▸ SOURCE RECORDS
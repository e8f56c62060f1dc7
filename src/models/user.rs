//! User model, JWT claims and related types

use chrono::NaiveDate;
use serde::{Deserialize, Serialize};
use sqlx::FromRow;
use utoipa::{IntoParams, ToSchema};
use validator::Validate;

use crate::error::AppError;

/// Full user model from database
#[derive(Debug, Clone, Serialize, Deserialize, FromRow, ToSchema)]
pub struct User {
    pub id: i32,
    pub username: String,
    pub email: String,
    /// Hashed password (argon2)
    #[serde(skip_serializing)]
    pub password: String,
    pub date_of_membership: NaiveDate,
    pub is_active: bool,
    /// Administrative privilege flag
    pub is_staff: bool,
}

/// User query parameters
#[derive(Debug, Default, Deserialize, IntoParams, ToSchema)]
pub struct UserQuery {
    /// Case-insensitive search in username and email
    pub search: Option<String>,
    pub page: Option<i64>,
    pub per_page: Option<i64>,
}

/// Create user request
#[derive(Debug, Deserialize, Validate, ToSchema)]
pub struct CreateUser {
    #[validate(length(min = 3, max = 150, message = "Username must be 3 to 150 characters"))]
    pub username: String,
    #[validate(email(message = "Invalid email format"))]
    pub email: String,
    #[validate(length(min = 8, message = "Password must be at least 8 characters"))]
    pub password: String,
    pub is_active: Option<bool>,
    pub is_staff: Option<bool>,
}

/// Update user request
#[derive(Debug, Default, Deserialize, Validate, ToSchema)]
pub struct UpdateUser {
    #[validate(length(min = 3, max = 150, message = "Username must be 3 to 150 characters"))]
    pub username: Option<String>,
    #[validate(email(message = "Invalid email format"))]
    pub email: Option<String>,
    #[validate(length(min = 8, message = "Password must be at least 8 characters"))]
    pub password: Option<String>,
    /// Staff only
    pub is_active: Option<bool>,
    /// Staff only
    pub is_staff: Option<bool>,
}

impl UpdateUser {
    /// Whether the request touches fields only staff may change
    pub fn changes_privileges(&self) -> bool {
        self.is_active.is_some() || self.is_staff.is_some()
    }
}

/// Distinguishes short-lived access tokens from refresh tokens
#[derive(Debug, Clone, Copy, PartialEq, Eq, Serialize, Deserialize)]
#[serde(rename_all = "lowercase")]
pub enum TokenKind {
    Access,
    Refresh,
}

/// JWT Claims for authenticated users
#[derive(Debug, Clone, Serialize, Deserialize)]
pub struct UserClaims {
    pub sub: String,
    pub user_id: i32,
    pub is_staff: bool,
    pub kind: TokenKind,
    pub exp: i64,
    pub iat: i64,
}

impl UserClaims {
    /// Create a new JWT token
    pub fn create_token(&self, secret: &str) -> Result<String, jsonwebtoken::errors::Error> {
        use jsonwebtoken::{encode, EncodingKey, Header};
        encode(
            &Header::default(),
            self,
            &EncodingKey::from_secret(secret.as_bytes()),
        )
    }

    /// Parse JWT token
    pub fn from_token(token: &str, secret: &str) -> Result<Self, jsonwebtoken::errors::Error> {
        use jsonwebtoken::{decode, DecodingKey, Validation};
        let token_data = decode::<Self>(
            token,
            &DecodingKey::from_secret(secret.as_bytes()),
            &Validation::default(),
        )?;
        Ok(token_data.claims)
    }

    /// Require staff privileges
    pub fn require_staff(&self) -> Result<(), AppError> {
        if self.is_staff {
            Ok(())
        } else {
            Err(AppError::Authorization("Staff privileges required".to_string()))
        }
    }

    /// Staff may act on any user; everyone else only on themselves
    pub fn require_self_or_staff(&self, user_id: i32) -> Result<(), AppError> {
        if self.is_staff || self.user_id == user_id {
            Ok(())
        } else {
            Err(AppError::Authorization(
                "You may only access your own account".to_string(),
            ))
        }
    }
}
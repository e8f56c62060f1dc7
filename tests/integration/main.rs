//! Integration tests against a running server
//!
//! Start the server with an `[admin]` section configured, then run:
//! `cargo test --test integration -- --ignored`

mod api_tests;
mod circulation_tests;
mod common;
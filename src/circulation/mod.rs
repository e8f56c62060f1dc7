//! Circulation core: the per-book inventory ledger and the checkout state machine.
//!
//! Everything here is pure and synchronous. The repository layer loads the
//! book (row-locked) and the open transaction inside one database
//! transaction, runs these transitions, and persists the outcome before
//! committing.

pub mod ledger;
pub mod state;

use thiserror::Error;

pub use ledger::Ledger;
pub use state::{checkout, return_book, TransactionState, TransactionStatus};

/// Reasons a checkout or return is refused
#[derive(Error, Debug, Clone, PartialEq, Eq)]
pub enum CirculationError {
    #[error("No copies available.")]
    BookUnavailable,

    #[error("You already have this book checked out.")]
    DuplicateCheckout,

    #[error("No active checkout of this book found for this user.")]
    NoActiveCheckout,

    #[error("No available copies to check out.")]
    InventoryExhausted,

    #[error("{0}")]
    Validation(String),
}
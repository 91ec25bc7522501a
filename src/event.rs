use std::fmt;

use crate::algorithm::AlgorithmKind;
use crate::environment::Movement;

/// Display layers a front end can toggle.
#[derive(Debug, Clone, Copy, PartialEq, Eq, Hash)]
pub enum VisualizationKind {
    Rewards,
    StateValues,
    ActionValues,
    Policy,
}

impl fmt::Display for VisualizationKind {
    fn fmt(&self, f: &mut fmt::Formatter<'_>) -> fmt::Result {
        let name = match self {
            VisualizationKind::Rewards => "rewards",
            VisualizationKind::StateValues => "state values",
            VisualizationKind::ActionValues => "action values",
            VisualizationKind::Policy => "policy",
        };
        f.write_str(name)
    }
}

/// What a session command changed, for whoever keeps a display in sync.
#[derive(Debug, Clone, PartialEq)]
pub enum Event {
    AlgorithmChanged { algorithm: AlgorithmKind },
    PolicyEvaluation { steps: usize, delta: f64, converged: bool },
    PolicyImprovement { iterations: usize, converged: bool },
    AlgorithmStep { iterations: usize, converged: bool },
    AlgorithmReset { algorithm: AlgorithmKind },
    AgentMoved { action: Movement, state: usize, done: bool },
    AgentReset { state: usize },
    VisualizationChanged { kind: VisualizationKind, state: bool },
}
use ndarray::{Array2, ArrayView1, ArrayView2};
use ordered_float::OrderedFloat;
use rand::distributions::{Distribution, WeightedIndex};
use rand::Rng;

use crate::environment::{GridWorld, Movement, N_ACTIONS};
use crate::error::{Error, Result};

const ROW_SUM_TOLERANCE: f64 = 1e-8;

/// Index of the largest entry; the first one wins on ties.
pub fn argmax(row: ArrayView1<'_, f64>) -> usize {
    let mut best = 0;
    let mut best_value = OrderedFloat(f64::NEG_INFINITY);
    for (i, &v) in row.iter().enumerate() {
        if OrderedFloat(v) > best_value {
            best = i;
            best_value = OrderedFloat(v);
        }
    }
    best
}

/// Stochastic policy stored as a `[n_states, 4]` probability table.
#[derive(Debug, Clone, PartialEq)]
pub struct TablePolicy {
    table: Array2<f64>,
}

impl TablePolicy {
    // Uniform probability over all actions in every state
    pub fn uniform(n_states: usize) -> Self {
        Self {
            table: Array2::from_elem((n_states, N_ACTIONS), 1.0 / N_ACTIONS as f64),
        }
    }

    pub fn table(&self) -> ArrayView2<'_, f64> {
        self.table.view()
    }

    pub fn row(&self, state: usize) -> ArrayView1<'_, f64> {
        self.table.row(state)
    }

    pub fn n_states(&self) -> usize {
        self.table.nrows()
    }

    pub fn prob(&self, state: usize, movement: Movement) -> f64 {
        self.table[[state, movement.index()]]
    }

    /// Draws an action from the row of `state`. A row that is not a
    /// probability distribution is an error, it is never renormalised.
    pub fn sample<R: Rng + ?Sized>(&self, state: usize, rng: &mut R) -> Result<Movement> {
        let row = self.row(state);
        let sum: f64 = row.sum();
        let invalid = || Error::InvalidPolicyRow { state, sum };
        if !sum.is_finite() || (sum - 1.0).abs() > ROW_SUM_TOLERANCE {
            return Err(invalid());
        }
        let dist = WeightedIndex::new(row.iter()).map_err(|_| invalid())?;
        Movement::from_index(dist.sample(rng))
    }

    pub fn greedy_action(&self, state: usize) -> Movement {
        Movement::ALL[argmax(self.row(state))]
    }

    /// Makes every non-terminal row deterministic on the best action of
    /// `q_values`. Returns `true` when no row changed.
    pub fn improve_greedy(&mut self, q_values: ArrayView2<'_, f64>, env: &GridWorld) -> bool {
        let mut is_policy_converged = true;
        for s in 0..self.table.nrows() {
            if env.is_terminal(s) {
                continue;
            }
            let best_action = argmax(q_values.row(s));
            let mut row = self.table.row_mut(s);
            let unchanged = row
                .iter()
                .enumerate()
                .all(|(a, &p)| p == if a == best_action { 1.0 } else { 0.0 });
            if !unchanged {
                is_policy_converged = false;
                row.fill(0.0);
                row[best_action] = 1.0;
            }
        }
        is_policy_converged
    }
}

#[cfg(test)]
mod tests {
    use super::*;
    use ndarray::{array, Array2};
    use rand::{rngs::StdRng, SeedableRng};

    #[test]
    fn argmax_prefers_first_on_ties() {
        assert_eq!(argmax(array![0.0, 0.0, 0.0, 0.0].view()), 0);
        assert_eq!(argmax(array![0.1, 0.5, 0.5, 0.2].view()), 1);
        assert_eq!(argmax(array![-3.0, -1.0, -2.0, -1.0].view()), 1);
    }

    #[test]
    fn sample_rejects_rows_that_do_not_sum_to_one() {
        let mut policy = TablePolicy::uniform(2);
        policy.table[[1, 0]] = 0.5;
        let mut rng = StdRng::seed_from_u64(0);
        assert!(policy.sample(0, &mut rng).is_ok());
        assert!(matches!(
            policy.sample(1, &mut rng),
            Err(Error::InvalidPolicyRow { state: 1, .. })
        ));

        policy.table.row_mut(1).fill(0.0);
        assert!(policy.sample(1, &mut rng).is_err());
    }

    #[test]
    fn sample_from_deterministic_row() {
        let mut policy = TablePolicy::uniform(1);
        policy.table.row_mut(0).fill(0.0);
        policy.table[[0, 3]] = 1.0;
        let mut rng = StdRng::seed_from_u64(9);
        for _ in 0..50 {
            assert_eq!(policy.sample(0, &mut rng).unwrap(), Movement::Left);
        }
    }

    #[test]
    fn uniform_sampling_visits_every_action() {
        let policy = TablePolicy::uniform(1);
        let mut rng = StdRng::seed_from_u64(1);
        let mut counts = [0usize; N_ACTIONS];
        for _ in 0..4000 {
            counts[policy.sample(0, &mut rng).unwrap().index()] += 1;
        }
        for c in counts.iter() {
            assert!((800..1200).contains(c), "counts {:?}", counts);
        }
    }

    #[test]
    fn greedy_improvement_skips_terminals_and_detects_stability() {
        let env = GridWorld::standard(7, 42).unwrap();
        let mut q = Array2::<f64>::zeros((env.n_states(), N_ACTIONS));
        q[[0, 2]] = 1.0;
        let mut policy = TablePolicy::uniform(env.n_states());

        assert!(!policy.improve_greedy(q.view(), &env));
        assert_eq!(policy.greedy_action(0), Movement::Down);
        assert_eq!(policy.row(1).to_vec(), vec![1.0, 0.0, 0.0, 0.0]);
        assert_eq!(policy.row(48).to_vec(), vec![0.25; 4]);

        let before = policy.clone();
        assert!(policy.improve_greedy(q.view(), &env));
        assert_eq!(policy, before);

        q[[0, 1]] = 2.0;
        assert!(!policy.improve_greedy(q.view(), &env));
        assert_eq!(policy.greedy_action(0), Movement::Right);
    }
}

▸ ASSIGNMENT
Track down every line in the entries that includes the string "encode", and copy it.

▸ RESPONSE TO THE EXERCISE
        use jsonwebtoken::{encode, EncodingKey, Header};
        encode(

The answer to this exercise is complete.